Won Best Documentary, Short Subject (Sean Fine, Andrea Nix Fine).
Watched January 21, 2014.


Inocente is definitely an Academy type documentary, and I can see by their standards how it stood out.  I haven’t watched any of the other shorts yet from this year so I’m not sure how they compare.  However, I’m not sure that Inocente would have won in my book, and here is why.


I thought it was fairly average.  The story had power and the colors and symbolism were there, but I felt that its stillness and quiet moments were a large weak point.  As a fan of photography and cinematography alike, I understand and can appreciate how just one frame or photograph can speak volumes.  In Inocente, those frames were so repetitive that the forty minute short felt like seventy.


Inocente Izucar is a 15 year old living in San Diego, California.  For all intents and purposes, she is homeless.  She has never lived one place more than three months at a time and knows most, if not all of the shelters in and around her county.  None of her friends from school know.  She has found healing in art, so much so that she can’t even keep it off her face.  She paints her face every morning, dons her bright red converse, and is off.  She enjoys being alone and does not spend a lot of time with her family, but instead at ARTS (A Reason To Survive) where she paints bright scenes from her dreams.

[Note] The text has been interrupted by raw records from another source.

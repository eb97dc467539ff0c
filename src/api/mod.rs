//! API handlers for Washbay REST endpoints

pub mod addons;
pub mod buildings;
pub mod health;
pub mod openapi;
pub mod orders;
pub mod pitches;

use axum::{
    async_trait,
    extract::FromRequestParts,
    http::{header::AUTHORIZATION, request::Parts},
    routing::{get, post},
    Router,
};

use crate::{error::AppError, models::user::UserClaims, AppState};

/// Extractor for authenticated user from JWT token
pub struct AuthenticatedUser(pub UserClaims);

#[async_trait]
impl FromRequestParts<AppState> for AuthenticatedUser {
    type Rejection = AppError;

    async fn from_request_parts(parts: &mut Parts, state: &AppState) -> Result<Self, Self::Rejection> {
        let auth_header = parts
            .headers
            .get(AUTHORIZATION)
            .and_then(|value| value.to_str().ok())
            .ok_or_else(|| AppError::Authentication("Missing authorization header".to_string()))?;

        let token = auth_header
            .strip_prefix("Bearer ")
            .ok_or_else(|| AppError::Authentication("Invalid authorization header format".to_string()))?;

        let claims = UserClaims::from_token(token, &state.config.auth.jwt_secret)
            .map_err(|e| AppError::Authentication(e.to_string()))?;

        Ok(AuthenticatedUser(claims))
    }
}

/// API v1 routes plus the OpenAPI documentation, without middleware
pub fn router(state: AppState) -> Router {
    let api_v1 = Router::new()
        // Health check
        .route("/health", get(health::health_check))
        .route("/ready", get(health::readiness_check))
        // Buildings
        .route("/buildings", get(buildings::list_buildings).post(buildings::create_building))
        .route("/buildings/:id", get(buildings::get_building).delete(buildings::delete_building))
        .route("/buildings/:id/slots", get(buildings::list_slots))
        .route("/buildings/:id/pitches", get(buildings::list_pitches))
        // Pitches
        .route("/pitches", post(pitches::create_pitch))
        .route("/pitches/:id", get(pitches::get_pitch))
        // Add-on services
        .route("/services", get(addons::list_addons).post(addons::create_addon))
        // Orders
        .route("/orders", get(orders::list_orders).post(orders::create_order))
        .route("/orders/times", get(orders::list_availability))
        .with_state(state);

    Router::new()
        .nest("/api/v1", api_v1)
        .merge(openapi::create_openapi_router())
}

Inocente is chosen by the director of ARTS to be one of two chosen to host their own art show.  She creates thirty pieces in a couple months, and then sells them for twelve thousand dollars towards the program and her college fund.  The documentary follows her artistic journey and uses the art pieces as background as she narrates over the top, sharing stories of the past.  She and her family are living illegally in the United States, and Inocente feels like it is her fault that they are homeless and running scared.  Her abusive father was deported years ago, and Inocente feels directly responsible.  At only eleven years old, her mother pleaded with her that they should both jump off the Coronado bridge.  Inocente had to talk her down.

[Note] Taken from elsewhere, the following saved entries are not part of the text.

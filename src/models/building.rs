//! Building model and related types

use chrono::{DateTime, Utc};
use serde::{Deserialize, Serialize};
use sqlx::FromRow;
use utoipa::{IntoParams, ToSchema};
use validator::Validate;

use super::pagination::PageInfo;

/// A car-wash building with its operating window
#[derive(Debug, Clone, Serialize, Deserialize, FromRow, ToSchema)]
pub struct Building {
    pub id: i32,
    #[serde(rename = "name")]
    pub building_name: String,
    pub address: String,
    pub description: Option<String>,
    pub manager_id: i32,
    /// Opening offset, seconds from midnight
    pub start_time: i32,
    /// Last slot offset, seconds from midnight
    pub end_time: i32,
    pub crea_date: DateTime<Utc>,
}

/// Create building request
#[derive(Debug, Clone, Deserialize, Validate, ToSchema)]
pub struct CreateBuilding {
    #[validate(length(min = 1, max = 200, message = "Name must be 1-200 characters"))]
    pub name: String,
    #[serde(default)]
    pub address: String,
    pub description: Option<String>,
    /// Opening offset in seconds from midnight (multiple of 1800)
    pub start_time: i32,
    /// Closing offset in seconds from midnight (multiple of 1800, inclusive)
    pub end_time: i32,
}

/// Building list query
#[derive(Debug, Clone, Default, Deserialize, IntoParams, ToSchema)]
pub struct BuildingQuery {
    pub limit: Option<i64>,
    pub page: Option<i64>,
    /// Only buildings run by this manager
    pub manager_id: Option<i32>,
}

/// One page of buildings
#[derive(Debug, Serialize, ToSchema)]
pub struct BuildingPage {
    pub data: Vec<Building>,
    pub page_info: PageInfo,
}
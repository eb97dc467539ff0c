//! Data models for Washbay

pub mod addon;
pub mod building;
pub mod order;
pub mod pagination;
pub mod pitch;
pub mod slot;
pub mod user;

// Re-export commonly used types
pub use addon::AddOn;
pub use building::Building;
pub use order::{NewOrder, OrderSummary};
pub use pagination::{PageInfo, Pagination};
pub use pitch::Pitch;
pub use slot::{Slot, SlotAvailability};
pub use user::{OrderScope, Role, UserClaims};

Despite the power in her words and story, I felt like the story telling was weak.  The people were all respectfully represented, but there was little shown of the difficulty of their life.  There was so much time spent in the art studio and so much less on just her life that although Inocente shared many stories and many things, very few things stood out as emotionally grabbing.  The colors and camera work were well done, as far as MTV goes, but I am surprised that the film gained an Oscar from the Academy.


Inocente’s story seems like it would be fascinating, and her way of telling it is raw and real.  She feels awkward at first, not knowing how to start.  Her art is a central focus, and perhaps that was the goal.  Perhaps she and the Fines wished her art to tell her story more than her words.  They wanted it to be brighter and more positive.  I can understand that, but I guess it just was not my cup of tea.


If the story I relayed for you sounds interesting, I would recommend the film to you.  Obviously a lot of other people really enjoyed it, I was just more indifferent to it than they were.  I will say this, though–the colors were absolutely beautiful, as was Inocente.  I wish her the very best.